Review: Teenage Mutant Ninja Turtles (2D)


It is very stupid, very loud and with a pacing that never slows down, but as dispensable as it truly is it still feels like what a Turtles movie is. I enjoyed it.

News reporter April O’Neil suspects there are vigilantes in New York City that are fighting back against the notorious terrorist cell known as the Foot Clan, yet has no evidence. However her investigation makes her life a whole lot weirder.

Writing a synopsis for something so engrained in public knowledge seems preposterous, the Turtles have been in mainstream circulation for nearly thirty years (almost as old as I am, and include the original comics and they ARE as old as I am!) yet the film seems at odds about how to treat this issue.
It plays narratively like an origin story (with some alterations) yet is edited as though we already know these characters.
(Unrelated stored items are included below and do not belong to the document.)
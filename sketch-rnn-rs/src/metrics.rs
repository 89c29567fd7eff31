//! Metric reporting.
//!
//! Sinks are fire-and-forget: a sink that fails to record a point logs a
//! warning and training carries on.

use std::collections::BTreeMap;
use std::fs::{File, OpenOptions};
use std::io::{BufRead, BufReader, Write};
use std::path::{Path, PathBuf};

use serde::{Deserialize, Serialize};

/// Named scalar values reported at one step.
#[derive(Debug, Clone, Default, PartialEq, Serialize, Deserialize)]
#[serde(transparent)]
pub struct Metrics(BTreeMap<String, f64>);

impl Metrics {
    /// Empty set
    pub fn new() -> Self {
        Self::default()
    }

    /// Add a value, builder style
    pub fn with(mut self, name: impl Into<String>, value: f64) -> Self {
        self.insert(name, value);
        self
    }

    /// Add or replace a value
    pub fn insert(&mut self, name: impl Into<String>, value: f64) {
        self.0.insert(name.into(), value);
    }

    /// Look up a value
    pub fn get(&self, name: &str) -> Option<f64> {
        self.0.get(name).copied()
    }

    /// Iterate in name order
    pub fn iter(&self) -> impl Iterator<Item = (&str, f64)> {
        self.0.iter().map(|(k, v)| (k.as_str(), *v))
    }

    /// Number of values
    pub fn len(&self) -> usize {
        self.0.len()
    }

    /// Whether no values are set
    pub fn is_empty(&self) -> bool {
        self.0.is_empty()
    }
}

/// Destination for training metrics.
pub trait MetricsSink {
    /// Record `metrics` at global `step`. Must not fail the caller.
    fn log(&mut self, metrics: &Metrics, step: usize);
}

impl<S: MetricsSink + ?Sized> MetricsSink for Box<S> {
    fn log(&mut self, metrics: &Metrics, step: usize) {
        (**self).log(metrics, step);
    }
}

/// Emits every point as a `tracing` debug event.
#[derive(Debug, Default, Clone, Copy)]
pub struct TracingSink;

impl MetricsSink for TracingSink {
    fn log(&mut self, metrics: &Metrics, step: usize) {
        let rendered: Vec<String> = metrics
            .iter()
            .map(|(k, v)| format!("{k}={v:.6}"))
            .collect();
        tracing::debug!(step, "{}", rendered.join(" "));
    }
}

#[derive(Serialize, Deserialize)]
struct JsonlRecord {
    step: usize,
    #[serde(flatten)]
    values: Metrics,
}

/// Appends one JSON object per point to a `.jsonl` file.
#[derive(Debug)]
pub struct JsonlSink {
    path: PathBuf,
    file: Option<File>,
}

impl JsonlSink {
    /// Sink writing to `path`; the file is opened lazily in append mode.
    pub fn new(path: impl Into<PathBuf>) -> Self {
        Self {
            path: path.into(),
            file: None,
        }
    }

    /// Target file
    pub fn path(&self) -> &Path {
        &self.path
    }

    fn write(&mut self, metrics: &Metrics, step: usize) -> std::io::Result<()> {
        if self.file.is_none() {
            self.file = Some(OpenOptions::new().create(true).append(true).open(&self.path)?);
        }
        let record = JsonlRecord {
            step,
            values: metrics.clone(),
        };
        let line = serde_json::to_string(&record)?;
        if let Some(file) = self.file.as_mut() {
            writeln!(file, "{line}")?;
        }
        Ok(())
    }

    /// Read back every `(step, metrics)` pair in `path`, skipping bad lines.
    pub fn read(path: &Path) -> std::io::Result<Vec<(usize, Metrics)>> {
        let reader = BufReader::new(File::open(path)?);
        Ok(reader
            .lines()
            .map_while(Result::ok)
            .filter_map(|line| serde_json::from_str::<JsonlRecord>(&line).ok())
            .map(|r| (r.step, r.values))
            .collect())
    }
}

impl MetricsSink for JsonlSink {
    fn log(&mut self, metrics: &Metrics, step: usize) {
        if let Err(e) = self.write(metrics, step) {
            tracing::warn!("failed to append metrics to {}: {e}", self.path.display());
            self.file = None;
        }
    }
}

/// Keeps every point in memory.
#[derive(Debug, Default, Clone)]
pub struct RecordingSink {
    /// Recorded `(step, metrics)` pairs in arrival order
    pub records: Vec<(usize, Metrics)>,
}

impl MetricsSink for RecordingSink {
    fn log(&mut self, metrics: &Metrics, step: usize) {
        self.records.push((step, metrics.clone()));
    }
}

/// Forwards every point to each inner sink.
#[derive(Default)]
pub struct MultiSink {
    sinks: Vec<Box<dyn MetricsSink>>,
}

impl MultiSink {
    /// No sinks
    pub fn new() -> Self {
        Self::default()
    }

    /// Add a sink, builder style
    pub fn with(mut self, sink: impl MetricsSink + 'static) -> Self {
        self.sinks.push(Box::new(sink));
        self
    }
}

impl MetricsSink for MultiSink {
    fn log(&mut self, metrics: &Metrics, step: usize) {
        for sink in &mut self.sinks {
            sink.log(metrics, step);
        }
    }
}

#[cfg(test)]
mod tests {
    use super::*;
    use tempfile::TempDir;

    #[test]
    fn test_metrics_builder() {
        let m = Metrics::new().with("loss", 1.5).with("kl_loss", 0.25);
        assert_eq!(m.len(), 2);
        assert_eq!(m.get("loss"), Some(1.5));
        assert_eq!(m.get("missing"), None);
        let names: Vec<&str> = m.iter().map(|(k, _)| k).collect();
        assert_eq!(names, vec!["kl_loss", "loss"]);
    }

    #[test]
    fn test_jsonl_sink_appends_lines() {
        let dir = TempDir::new().unwrap();
        let path = dir.path().join("metrics.jsonl");
        let mut sink = JsonlSink::new(&path);

        sink.log(&Metrics::new().with("loss", 2.0), 0);
        sink.log(&Metrics::new().with("loss", 1.0).with("epoch", 0.0), 1);

        let records = JsonlSink::read(&path).unwrap();
        assert_eq!(records.len(), 2);
        assert_eq!(records[1].0, 1);
        assert_eq!(records[1].1.get("loss"), Some(1.0));

        let first_line = std::fs::read_to_string(&path).unwrap();
        assert!(first_line.starts_with(r#"{"step":0,"loss":2.0}"#));
    }

    #[test]
    fn test_jsonl_sink_failure_does_not_panic() {
        let mut sink = JsonlSink::new("/nonexistent-dir/metrics.jsonl");
        sink.log(&Metrics::new().with("loss", 1.0), 0);
        sink.log(&Metrics::new().with("loss", 1.0), 1);
    }

    #[test]
    fn test_multi_sink_fans_out() {
        let dir = TempDir::new().unwrap();
        let path = dir.path().join("m.jsonl");
        let mut sink = MultiSink::new()
            .with(TracingSink)
            .with(JsonlSink::new(&path));
        sink.log(&Metrics::new().with("val_avg_loss", 0.5), 3);

        let records = JsonlSink::read(&path).unwrap();
        assert_eq!(records, vec![(3, Metrics::new().with("val_avg_loss", 0.5))]);
    }
}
Is that a roundabout way to say “The characters aren’t fleshed out enough”? Yes, yes it is.
I grew up with the cartoon so I know these characters, yet when in the third act we get big sweeping character moments it feels completely out-of-the-blue due to the lack of characterisation! It doesn’t bother me personally, but it bothers me as a critic: characters haven’t been established in this origin story.

However the characters are great fun, despite all of this, as they remain unchanged. It feels like the Turtles of old are back again and bigger than ever (literally) I personally have very little to say about how they look, which apparently is a massive problem for many people. I will take a new, fresh look over replicating the same thing over and over.
Shredder too is a very important aspect in my affections for the franchise, Shredder was always a favourite of mine and when this film apparently advertised American actor William Fichtner to be Shredder I had to swallow a lot of my frustrations to give it a chance… But as it turns out, I am happy to say, Fichtner is NOT Shredder! This Shredder is quite bad ass actually.
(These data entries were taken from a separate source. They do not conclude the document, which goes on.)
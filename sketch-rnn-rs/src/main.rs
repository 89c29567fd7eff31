//! CLI entry point for sketch-rnn-rs.

use std::path::PathBuf;

use candle_core::Device;
use clap::{Parser, Subcommand};
use tracing_subscriber::{layer::SubscriberExt, util::SubscriberInitExt};

use sketch_rnn_rs::{SketchResult, SketchRnnConfig, Trainer};

#[derive(Parser)]
#[command(name = "sketch-rnn")]
#[command(about = "Train and sample a Sketch-RNN VAE on pen-stroke sketches")]
#[command(version)]
struct Cli {
    #[command(subcommand)]
    command: Commands,
}

#[derive(Subcommand)]
enum Commands {
    /// Write a default configuration file
    Init {
        /// Output path for config file
        #[arg(default_value = "config.yaml")]
        output: String,
    },
    /// Validate a configuration file
    Validate {
        /// Path to configuration file
        config: String,
    },
    /// Start or resume training
    Train {
        /// Path to configuration file
        config: String,
        /// Resume from the checkpoint saved at this epoch
        #[arg(long, requires = "run_id")]
        resume_epoch: Option<usize>,
        /// Run to write into (or resume)
        #[arg(long)]
        run_id: Option<String>,
    },
    /// Decode one validation sketch with a saved checkpoint
    Sample {
        /// Path to configuration file
        config: String,
        /// Run holding the checkpoint
        #[arg(long)]
        run_id: String,
        /// Checkpoint epoch
        #[arg(long)]
        epoch: usize,
        /// Validation sketch to encode
        #[arg(long, default_value_t = 0)]
        index: usize,
        /// Sampling temperature (defaults to the configured one)
        #[arg(long)]
        temperature: Option<f64>,
        /// Where to write the decoded stroke-3 JSON
        #[arg(long)]
        output: Option<PathBuf>,
    },
}

fn select_device() -> Device {
    let force_cpu = std::env::var("SKETCH_RNN_FORCE_CPU")
        .ok()
        .is_some_and(|v| v == "1" || v.eq_ignore_ascii_case("true"));
    if force_cpu || !cfg!(feature = "cuda") {
        return Device::Cpu;
    }
    match Device::cuda_if_available(0) {
        Ok(device @ Device::Cuda(_)) => {
            tracing::info!("Training device: CUDA (device 0)");
            device
        }
        Ok(_) => {
            tracing::warn!("CUDA not available; falling back to CPU");
            Device::Cpu
        }
        Err(err) => {
            tracing::warn!("CUDA init failed ({err}); falling back to CPU");
            Device::Cpu
        }
    }
}

fn main() -> SketchResult<()> {
    tracing_subscriber::registry()
        .with(tracing_subscriber::fmt::layer())
        .with(tracing_subscriber::EnvFilter::from_default_env())
        .init();

    let cli = Cli::parse();

    match cli.command {
        Commands::Init { output } => {
            SketchRnnConfig::default().to_file(&output)?;
            println!("✓ Configuration written to: {output}");
        }
        Commands::Validate { config } => {
            tracing::info!("Validating configuration: {}", config);
            let config = SketchRnnConfig::from_file(&config)?;
            config.validate()?;
            println!("✓ Configuration is valid");
            println!(
                "  Model: enc {} / dec {} / d_z {} / {} mixtures",
                config.model.enc_hidden_size,
                config.model.dec_hidden_size,
                config.model.d_z,
                config.model.n_distributions
            );
            println!("  Dataset: {}", config.dataset.path);
        }
        Commands::Train {
            config,
            resume_epoch,
            run_id,
        } => {
            tracing::info!("Starting training with config: {}", config);
            let mut config = SketchRnnConfig::from_file(&config)?;
            if run_id.is_some() {
                config.run_id = run_id;
            }

            let mut trainer = Trainer::new(config, select_device())?;
            if let Some(epoch) = resume_epoch {
                trainer.resume(epoch)?;
            }
            println!("RUN_ID: {}", trainer.run_id());
            trainer.train()?;
            println!("✓ Run written to: {}", trainer.store().run_dir().display());
        }
        Commands::Sample {
            config,
            run_id,
            epoch,
            index,
            temperature,
            output,
        } => {
            let mut config = SketchRnnConfig::from_file(&config)?;
            config.run_id = Some(run_id);
            let temperature = temperature.unwrap_or(config.training.temperature);

            let mut trainer = Trainer::new(config, select_device())?;
            trainer.load(epoch)?;
            let (_, decoded) = trainer.sample_one(index, temperature)?;

            let path =
                output.unwrap_or_else(|| trainer.store().sample_path(epoch, index, "decoded"));
            trainer.store().save_strokes(&path, &decoded)?;
            println!("✓ Sample written to: {}", path.display());
        }
    }

    Ok(())
}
So Shredder is good, the Turtles are good, designs are good, story is pulpy and full of predictable cliche that will make reluctant parents roll their eyes but is serviceable, now onto what I considered the biggest problem in the film’s production: Ms Megan Fox.
Any actress could play April, honestly, it isn’t a hard role to play. But why Fox, why? Luckily though the film, with a dollop of self-awareness, defuses this disdain by beginning with Fox’s recent career metaphorically summerised in one humourous tirade. Also most of the supporting cast begin by suspecting April’s sanity is in question. Did that alleviate all of my disgust? No, but it certainly helped!
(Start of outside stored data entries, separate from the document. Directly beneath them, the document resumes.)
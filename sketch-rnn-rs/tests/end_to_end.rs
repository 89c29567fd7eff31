//! End-to-end checks across the model, loss and training loop.

use candle_core::{DType, Device, Tensor};
use sketch_rnn_rs::prelude::*;
use sketch_rnn_rs::{RecordingSink, Stroke3};
use tempfile::TempDir;

/// Start token followed by end tokens, `[seq_len, batch, 5]`.
fn zero_sequence(seq_len: usize, batch: usize) -> StrokeBatch {
    let device = Device::Cpu;
    let mut rows = Vec::with_capacity(seq_len * batch * 5);
    for t in 0..seq_len {
        for _ in 0..batch {
            let row = if t == 0 {
                [0.0f32, 0.0, 1.0, 0.0, 0.0]
            } else {
                [0.0f32, 0.0, 0.0, 0.0, 1.0]
            };
            rows.extend_from_slice(&row);
        }
    }
    let data = Tensor::from_vec(rows, (seq_len, batch, 5), &device).unwrap();
    let mask = Tensor::ones((seq_len, batch), DType::F32, &device).unwrap();
    StrokeBatch::new(data, mask).unwrap()
}

fn loss_for_seed(seed: u64) -> f32 {
    let config = SketchRnnConfig::test();
    let model = SketchRnn::new(&config.model, &Device::Cpu, seed).unwrap();
    let mut step = TrainingStep::new(model, &config.training, seed).unwrap();
    step.step(&zero_sequence(8, 3), false).unwrap().loss
}

#[test]
fn test_fixed_seed_loss_is_reproducible() {
    let a = loss_for_seed(1234);
    let b = loss_for_seed(1234);
    assert!(a.is_finite());
    assert_eq!(a.to_bits(), b.to_bits());
}

#[test]
fn test_different_seeds_differ() {
    assert_ne!(loss_for_seed(1).to_bits(), loss_for_seed(2).to_bits());
}

#[test]
fn test_default_sized_model_step() {
    let config = SketchRnnConfig::default();
    let model = SketchRnn::new(&config.model, &Device::Cpu, config.seed).unwrap();
    let mut step = TrainingStep::new(model, &config.training, config.seed).unwrap();
    let out = step.step(&zero_sequence(4, 2), true).unwrap();
    assert!(out.loss.is_finite());
    assert_eq!(out.batch_size, 2);
}

#[test]
fn test_short_training_run() {
    let dir = TempDir::new().unwrap();
    let sketch = |len: usize, phase: f32| -> Vec<Stroke3> {
        (0..len)
            .map(|i| {
                let t = i as f32 * 0.5 + phase;
                [20.0 * t.cos(), 20.0 * t.sin(), if i % 6 == 5 { 1.0 } else { 0.0 }]
            })
            .collect()
    };
    let splits = StrokeSplits {
        train: (0..12).map(|i| sketch(8 + i % 5, i as f32)).collect(),
        valid: (0..4).map(|i| sketch(8 + i, 0.3 * i as f32)).collect(),
        test: Vec::new(),
    };

    let mut config = SketchRnnConfig::test();
    config.output_dir = dir.path().to_string_lossy().into_owned();
    config.run_id = Some("0000777".into());
    config.training.epochs = 3;
    config.training.save_every_n_epochs = 2;
    config.training.learning_rate = 5e-3;

    let mut trainer = Trainer::from_splits(config, &splits, Device::Cpu)
        .unwrap()
        .with_sink(RecordingSink::default());
    let history = trainer.train().unwrap();

    assert_eq!(history.len(), 3);
    for m in &history {
        assert!(m.get("val_avg_loss").unwrap().is_finite());
    }
    // saved at epochs 0 and 2 only
    let store = trainer.store();
    assert!(store.encoder_path(0).exists());
    assert!(!store.encoder_path(1).exists());
    assert!(store.encoder_path(2).exists());
    assert_eq!(store.latest_epoch().unwrap(), Some(2));
    assert_eq!(trainer.start_epoch(), 3);
}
It isn’t as ADD as the Transformers movies, the story behind this film is so incredibly simple that you are just awash with action sequences and can accept it as just that. That being said, I would have liked a quiet moment or two tossed in there to help the pacing. The script does what you’d expect: poke fun at the ludicrous premise while having our heroes quip and cheer obliviously as they always do.

You’ve probably already decided whether you are seeing it or not, and my pro-Transformers opinions probably don’t sway any of you naysayers, but I enjoyed it for what it was. It wasn’t as good as it could have been, but it did feel like a Turtles movie.

Additional Marshmallows: I am a big enough Turtles nerd to have spotted the little Usagi Yojimbo reference!